Sem dúvida, é de fato um debate pertinente para as correntes que se reclamam anticapitalistas. Boa parte da esquerda no Estado espanhol, como Anticapitalistas, ou Em Luta, tiveram sua estratégia de ceticismo desde a revolução e a classe trabalhadora. Compartilhando da visão do marxismo como “marxismo infantil” que abona Iglesias, abandonaram a construção de uma alternativa anticapitalista revolucionária, independente dos partidos do Regime, diluindo-se no interior do Podemos.

Iglesias aponta para um inimigo fácil para justificar seu pessimismo reformista, esse “otimismo histórico de certo marxismo mecanicista”. Uma reviravolta para escapar a discussão e impugnar assim ao marxismo e todas suas eleições e seu objetivo como caducos e vetustos. Para passar por cima de análises marxistas sobre o Estado e a sociedade de classes, incômodos para todo reformista. Assim como ridicularizar o programa dos revolucionários, do qual a insurreição e os sovietes são sua coroação.

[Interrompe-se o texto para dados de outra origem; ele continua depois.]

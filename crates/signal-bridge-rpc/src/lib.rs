//! Line-delimited JSON-RPC client for the signal-cli daemon.
//!
//! This crate provides the wire types, transport codec and a reconnecting
//! client for talking to `signal-cli daemon` over a TCP or Unix socket.
//!
//! # Architecture
//!
//! - [`protocol`]: JSON-RPC 2.0 envelopes (Request, Response, Notification)
//! - [`transport`]: Newline-delimited codec for message framing
//! - [`connector`]: Daemon addressing and stream establishment
//! - [`client`]: Multiplexing client with pending-call table and reconnect loop
//! - [`daemon`]: signal-cli methods (send, getUserStatus, contacts, ...)
//! - [`config`]: Client configuration file
//! - [`error`]: Error types
//!
//! # Example
//!
//! ```no_run
//! use signal_bridge_rpc::{ContactRef, DaemonAddress, RpcClient};
//!
//! # async fn example() -> Result<(), signal_bridge_rpc::ClientError> {
//! let client = RpcClient::new(DaemonAddress::tcp("localhost", 7583));
//! client.connect().await?;
//!
//! let response = client
//!     .send_message(&ContactRef::username("alice.01"), "Hello!")
//!     .await?;
//! println!("sent: {:?}", response.result);
//!
//! client.close().await;
//! # Ok(())
//! # }
//! ```

pub mod client;
pub mod config;
pub mod connector;
pub mod daemon;
pub mod error;
pub mod protocol;
pub mod transport;

pub use client::{ConnectionState, RpcClient};
pub use config::ClientConfig;
pub use connector::{Connector, DaemonAddress, DaemonStream, default_socket_path};
pub use daemon::{ContactRef, ContactUpdate, Recipient, UserStatus, VersionInfo};
pub use error::{ClientError, ConfigError, ValidationError};
pub use protocol::{JSONRPC_VERSION, Message, Notification, RawRequest, Request, Response, RpcError};
pub use transport::{CodecError, InboundFrame, JsonLineCodec};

O pessimismo histórico sobre uma transformação radical, o posicionamento por reformas cada vez mais cosméticas, a defesa da “ruptura” como um estilo para levar adiante alguma dessas reformas, os discursos encenados e as “práxis modestas”, dão conta de um assentimento de sua estratégia reformista cada vez mais limitada e superficial, e fazem recordar a mesma socialdemocracia antes de degenerar nos vis gestores do capital sem escrúpulos, no que se converteram aos olhos de milhões.

Em boa medida, as experiências nas Prefeituras dão conta não só de que isso é um perigo real, mas também que está ocorrendo a uma velocidade trepidante em relação aos centenários partidos socialdemocratas.

Sobra dizer que nós marxistas não nos opomos às reformas progressivas, mas mantemos claramente que essas conquistas parciais devem fiar-se na luta por uma transformação radical das relações sociais de produção e de propriedade injustas. Sem isso não se subverterá a estrutura social, pelo que não se muda, pois que não se altera o caráter explorador do Estado nem a desigualdade. Os regimes políticos vêm para dar uma camuflagem a tudo isso, a forma na qual é apresentado politicamente às massas. É de conjunto uma caixa de engrenagens hoje a serviço da burguesia. Isto é o que deve ser questionado pelo menos pelos que se reivindicam anticapitalistas consequentes.

Para que as posições representativas de Podemos e as candidaturas municipalista “como ferramenta para construir instituições desde abaixo, capazes de, a partir da resistência contra a grande coalizão, construir uma maioria social contra a exploração e a exclusão” como assinala Anticapitalistas, além do mais de apostar pela mobilização social abandonada na última etapa, estas deveriam assumir sem rodeios e de forma consequente a oposição aos dirigentes sindicais traidores, a monarquia herdeira do Franquismo, a autodeterminação dos povos com todas suas consequências, assim como a luta por uma Assembleia constituinte verdadeiramente livre.